* **PROMPT**
Your response should contain each line of the data that includes "return".

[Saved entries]
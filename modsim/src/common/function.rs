use std::fmt::{Display, Formatter};

/// Set in the function code of an exception response
pub(crate) const ERROR_DELIMITER: u8 = 0x80;

/// Function codes the frame assembler and the devices know about
///
/// The multi-write codes are only recognized so their variable length frames can be
/// consumed whole. The devices refuse them.
#[derive(Debug, Copy, Clone, PartialEq, Eq)]
#[repr(u8)]
pub(crate) enum FunctionCode {
    ReadCoils = 1,
    ReadDiscreteInputs = 2,
    ReadHoldingRegisters = 3,
    ReadInputRegisters = 4,
    WriteSingleCoil = 5,
    WriteSingleRegister = 6,
    WriteMultipleCoils = 15,
    WriteMultipleRegisters = 16,
}

const ALL: [FunctionCode; 8] = [
    FunctionCode::ReadCoils,
    FunctionCode::ReadDiscreteInputs,
    FunctionCode::ReadHoldingRegisters,
    FunctionCode::ReadInputRegisters,
    FunctionCode::WriteSingleCoil,
    FunctionCode::WriteSingleRegister,
    FunctionCode::WriteMultipleCoils,
    FunctionCode::WriteMultipleRegisters,
];

impl FunctionCode {
    pub(crate) const fn get_value(self) -> u8 {
        self as u8
    }

    pub(crate) fn get(value: u8) -> Option<Self> {
        ALL.into_iter().find(|code| code.get_value() == value)
    }

    fn name(self) -> &'static str {
        match self {
            FunctionCode::ReadCoils => "READ COILS",
            FunctionCode::ReadDiscreteInputs => "READ DISCRETE INPUTS",
            FunctionCode::ReadHoldingRegisters => "READ HOLDING REGISTERS",
            FunctionCode::ReadInputRegisters => "READ INPUT REGISTERS",
            FunctionCode::WriteSingleCoil => "WRITE SINGLE COIL",
            FunctionCode::WriteSingleRegister => "WRITE SINGLE REGISTER",
            FunctionCode::WriteMultipleCoils => "WRITE MULTIPLE COILS",
            FunctionCode::WriteMultipleRegisters => "WRITE MULTIPLE REGISTERS",
        }
    }

    /// Multi-write requests carry a byte count and a variable payload
    pub(crate) fn has_extended_payload(self) -> bool {
        matches!(
            self,
            FunctionCode::WriteMultipleCoils | FunctionCode::WriteMultipleRegisters
        )
    }
}

impl Display for FunctionCode {
    fn fmt(&self, f: &mut Formatter<'_>) -> std::fmt::Result {
        write!(f, "{} ({:#04X})", self.name(), self.get_value())
    }
}
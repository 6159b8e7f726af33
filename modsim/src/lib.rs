//! An emulator for one or more [Modbus](http://modbus.org/) RTU slave devices sharing a single
//! serial bus, built on [Tokio](https://docs.rs/tokio).
//!
//! # Features
//!
//! * Any number of virtual slaves, each with its own register map
//! * Fixed, randomized, or externally sourced register values
//! * Non-blocking frame assembly that tolerates idle-line noise
//! * Panic-free parsing: corrupted or foreign traffic is never answered
//! * Serial transport with automatic port re-open (feature `serial`)
//!
//! # Supported Functions
//!
//! * Read Coils
//! * Read Discrete Inputs
//! * Read Holding Registers
//! * Read Input Registers
//! * Write Single Coil (acknowledged, not stored)
//! * Write Single Register (acknowledged, not stored)
//!
//! Every other function code receives an `ILLEGAL FUNCTION` exception.
//!
//! # Example
//!
//! Driving the protocol engine directly, without any transport:
//!
//! ```
//! use modsim::device::*;
//! use modsim::server::*;
//! use modsim::UnitId;
//!
//! let device = Device::new(
//!     UnitId::new(10),
//!     "boiler",
//!     vec![RegisterDescriptor::new(10, RegisterKind::Holding, ValueMode::Fixed, 0, 122)],
//! );
//!
//! let mut dispatcher = Dispatcher::new(vec![device]);
//!
//! // read one holding register at address 10
//! dispatcher.feed(&[0x0A, 0x03, 0x00, 0x0A, 0x00, 0x01, 0xA5, 0x73]);
//!
//! match dispatcher.poll_once() {
//!     Reply::PackageOk(bytes) => assert_eq!(bytes, &[0x0A, 0x03, 0x02, 0x00, 122, 0x9C, 0x66]),
//!     other => panic!("unexpected reply: {other:?}"),
//! }
//! ```

/// Public constant values related to the Modbus specification
pub mod constants;
/// Virtual slave devices and their register maps
pub mod device;
/// Frame dispatching and the serial server task
pub mod server;

mod common;
mod decode;
mod error;
mod exception;
#[cfg(feature = "serial")]
mod retry;
#[cfg(feature = "serial")]
mod serial;
mod types;

// re-exports
pub use crate::common::crc::crc16;
pub use crate::decode::*;
pub use crate::error::*;
pub use crate::exception::*;
#[cfg(feature = "serial")]
pub use crate::retry::*;
#[cfg(feature = "serial")]
pub use crate::serial::*;
pub use crate::types::*;
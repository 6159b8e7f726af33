use std::time::{Duration, Instant};

use crate::common::buffer::AssemblyBuffer;
use crate::common::crc::{crc16, split_trailer, CRC_LENGTH};
use crate::common::function::{FunctionCode, ERROR_DELIMITER};
use crate::common::traits::Serialize;
use crate::decode::FrameDecodeLevel;
use crate::error::InternalError;
use crate::exception::ExceptionCode;
use crate::types::UnitId;

use scursor::WriteCursor;

pub(crate) mod constants {
    /// Length of every request other than the multi-write ones
    pub(crate) const BASE_FRAME_LENGTH: usize = 8;
    /// Position of the byte count within a multi-write request
    pub(crate) const BYTE_COUNT_OFFSET: usize = 6;
    /// Unit id, function, address, quantity, byte count and CRC around a multi-write payload
    pub(crate) const EXTENDED_FRAME_OVERHEAD: usize = 9;
    pub(crate) const MAX_REQUEST_LENGTH: usize = EXTENDED_FRAME_OVERHEAD + u8::MAX as usize;
    pub(crate) const MAX_RESPONSE_LENGTH: usize = 256;
}

/// One complete request taken off the bus
#[derive(Clone)]
pub(crate) struct Frame {
    length: usize,
    bytes: [u8; constants::MAX_REQUEST_LENGTH],
}

impl Frame {
    pub(crate) fn from_bytes(data: &[u8]) -> Option<Self> {
        if data.len() < constants::BASE_FRAME_LENGTH || data.len() > constants::MAX_REQUEST_LENGTH
        {
            return None;
        }
        let mut bytes = [0; constants::MAX_REQUEST_LENGTH];
        bytes[..data.len()].copy_from_slice(data);
        Some(Self {
            length: data.len(),
            bytes,
        })
    }

    pub(crate) fn as_slice(&self) -> &[u8] {
        &self.bytes[..self.length]
    }

    pub(crate) fn unit_id(&self) -> UnitId {
        UnitId::new(self.bytes[0])
    }

    pub(crate) fn function(&self) -> u8 {
        self.bytes[1]
    }

    /// Bytes between the function code and the CRC
    pub(crate) fn body(&self) -> &[u8] {
        &self.bytes[2..self.length - CRC_LENGTH]
    }

    pub(crate) fn received_crc(&self) -> u16 {
        u16::from_le_bytes([
            self.bytes[self.length - CRC_LENGTH],
            self.bytes[self.length - 1],
        ])
    }

    pub(crate) fn expected_crc(&self) -> u16 {
        crc16(&self.bytes[..self.length - CRC_LENGTH])
    }
}

impl std::fmt::Debug for Frame {
    fn fmt(&self, f: &mut std::fmt::Formatter) -> std::fmt::Result {
        write!(f, "Frame({:02X?})", self.as_slice())
    }
}

#[derive(Clone, Copy, Debug, PartialEq, Eq)]
enum ParseState {
    AwaitingHeader,
    AwaitingExtendedPayload(usize, Instant), // total frame length, when the header was seen
}

/// Extracts frames from an [`AssemblyBuffer`] without ever waiting on bytes that are not there
pub(crate) struct FrameAssembler {
    state: ParseState,
    timeout: Duration,
}

impl FrameAssembler {
    pub(crate) fn new(timeout: Duration) -> Self {
        Self {
            state: ParseState::AwaitingHeader,
            timeout,
        }
    }

    #[cfg(test)]
    pub(crate) fn is_idle(&self) -> bool {
        self.state == ParseState::AwaitingHeader
    }

    pub(crate) fn try_extract(
        &mut self,
        buffer: &mut AssemblyBuffer,
        now: Instant,
    ) -> Option<Frame> {
        loop {
            match self.state {
                ParseState::AwaitingHeader => {
                    // zeros preceding a frame are line noise
                    let mut skipped = 0;
                    while buffer.len() >= constants::BASE_FRAME_LENGTH
                        && buffer.peek_at(0) == Some(0)
                    {
                        skipped += buffer.discard(1);
                    }
                    if skipped > 0 {
                        tracing::debug!("discarded {} leading zero bytes", skipped);
                    }

                    if buffer.len() < constants::BASE_FRAME_LENGTH {
                        return None;
                    }

                    let extended = buffer
                        .peek_at(1)
                        .and_then(FunctionCode::get)
                        .map_or(false, FunctionCode::has_extended_payload);

                    if !extended {
                        return Self::take(buffer, constants::BASE_FRAME_LENGTH);
                    }

                    let byte_count = buffer.peek_at(constants::BYTE_COUNT_OFFSET)? as usize;
                    self.state = ParseState::AwaitingExtendedPayload(
                        constants::EXTENDED_FRAME_OVERHEAD + byte_count,
                        now,
                    );
                }
                ParseState::AwaitingExtendedPayload(length, since) => {
                    if buffer.len() >= length {
                        self.state = ParseState::AwaitingHeader;
                        return Self::take(buffer, length);
                    }

                    if now.saturating_duration_since(since) < self.timeout {
                        return None;
                    }

                    tracing::warn!(
                        "timeout waiting for {} byte frame ({} bytes buffered), discarding header",
                        length,
                        buffer.len()
                    );
                    buffer.discard(constants::BASE_FRAME_LENGTH);
                    self.state = ParseState::AwaitingHeader;
                }
            }
        }
    }

    pub(crate) fn reset(&mut self) {
        self.state = ParseState::AwaitingHeader;
    }

    fn take(buffer: &mut AssemblyBuffer, length: usize) -> Option<Frame> {
        match buffer.read(length) {
            Ok(data) => Frame::from_bytes(data),
            Err(err) => {
                tracing::error!("unable to extract frame: {}", err);
                None
            }
        }
    }
}

/// Formats responses into a fixed transmit buffer
pub(crate) struct FrameWriter {
    buffer: [u8; constants::MAX_RESPONSE_LENGTH],
}

impl FrameWriter {
    pub(crate) fn new() -> Self {
        Self {
            buffer: [0; constants::MAX_RESPONSE_LENGTH],
        }
    }

    /// Write unit id, function and body, then append the CRC
    pub(crate) fn format(
        &mut self,
        unit_id: UnitId,
        function: u8,
        body: &dyn Serialize,
    ) -> Result<&[u8], InternalError> {
        let end = {
            let mut cursor = WriteCursor::new(self.buffer.as_mut_slice());
            cursor.write_u8(unit_id.value)?;
            cursor.write_u8(function)?;
            body.serialize(&mut cursor)?;
            cursor.position()
        };
        self.seal(end)
    }

    /// Copy a request back out unchanged, including its original CRC
    pub(crate) fn echo(&mut self, frame: &[u8]) -> Result<&[u8], InternalError> {
        let dest = self
            .buffer
            .get_mut(..frame.len())
            .ok_or(InternalError::InsufficientWriteSpace)?;
        dest.copy_from_slice(frame);
        Ok(&self.buffer[..frame.len()])
    }

    /// Exception replies are five bytes and always fit
    pub(crate) fn exception(&mut self, unit_id: UnitId, function: u8, ex: ExceptionCode) -> &[u8] {
        self.buffer[0] = unit_id.value;
        self.buffer[1] = function | ERROR_DELIMITER;
        self.buffer[2] = ex.into();
        let crc = crc16(&self.buffer[..3]).to_le_bytes();
        self.buffer[3] = crc[0];
        self.buffer[4] = crc[1];
        &self.buffer[..5]
    }

    /// The first `length` bytes of the last formatted frame
    pub(crate) fn formatted(&self, length: usize) -> &[u8] {
        &self.buffer[..length.min(constants::MAX_RESPONSE_LENGTH)]
    }

    fn seal(&mut self, end: usize) -> Result<&[u8], InternalError> {
        let crc = crc16(&self.buffer[..end]).to_le_bytes();
        let trailer = self
            .buffer
            .get_mut(end..end + CRC_LENGTH)
            .ok_or(InternalError::InsufficientWriteSpace)?;
        trailer.copy_from_slice(&crc);
        Ok(&self.buffer[..end + CRC_LENGTH])
    }
}

pub(crate) struct RtuDisplay<'a> {
    level: FrameDecodeLevel,
    frame: &'a [u8],
}

impl<'a> RtuDisplay<'a> {
    pub(crate) fn new(level: FrameDecodeLevel, frame: &'a [u8]) -> Self {
        RtuDisplay { level, frame }
    }
}

impl std::fmt::Display for RtuDisplay<'_> {
    fn fmt(&self, f: &mut std::fmt::Formatter) -> std::fmt::Result {
        match (self.frame.first(), split_trailer(self.frame)) {
            (Some(unit_id), Some((data, crc))) => write!(
                f,
                "unit: {} crc: {:#06X} (payload len = {})",
                UnitId::new(*unit_id),
                crc,
                data.len().saturating_sub(1),
            )?,
            _ => write!(f, "malformed (len = {})", self.frame.len())?,
        }
        if self.level.payload_enabled() {
            crate::common::phys::format_bytes(f, self.frame)?;
        }
        Ok(())
    }
}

* **ANSWER SPACE**
            return None;
                        return None;
                        return Self::take(buffer, constants::BASE_FRAME_LENGTH);
                        return Self::take(buffer, length);
                        return None;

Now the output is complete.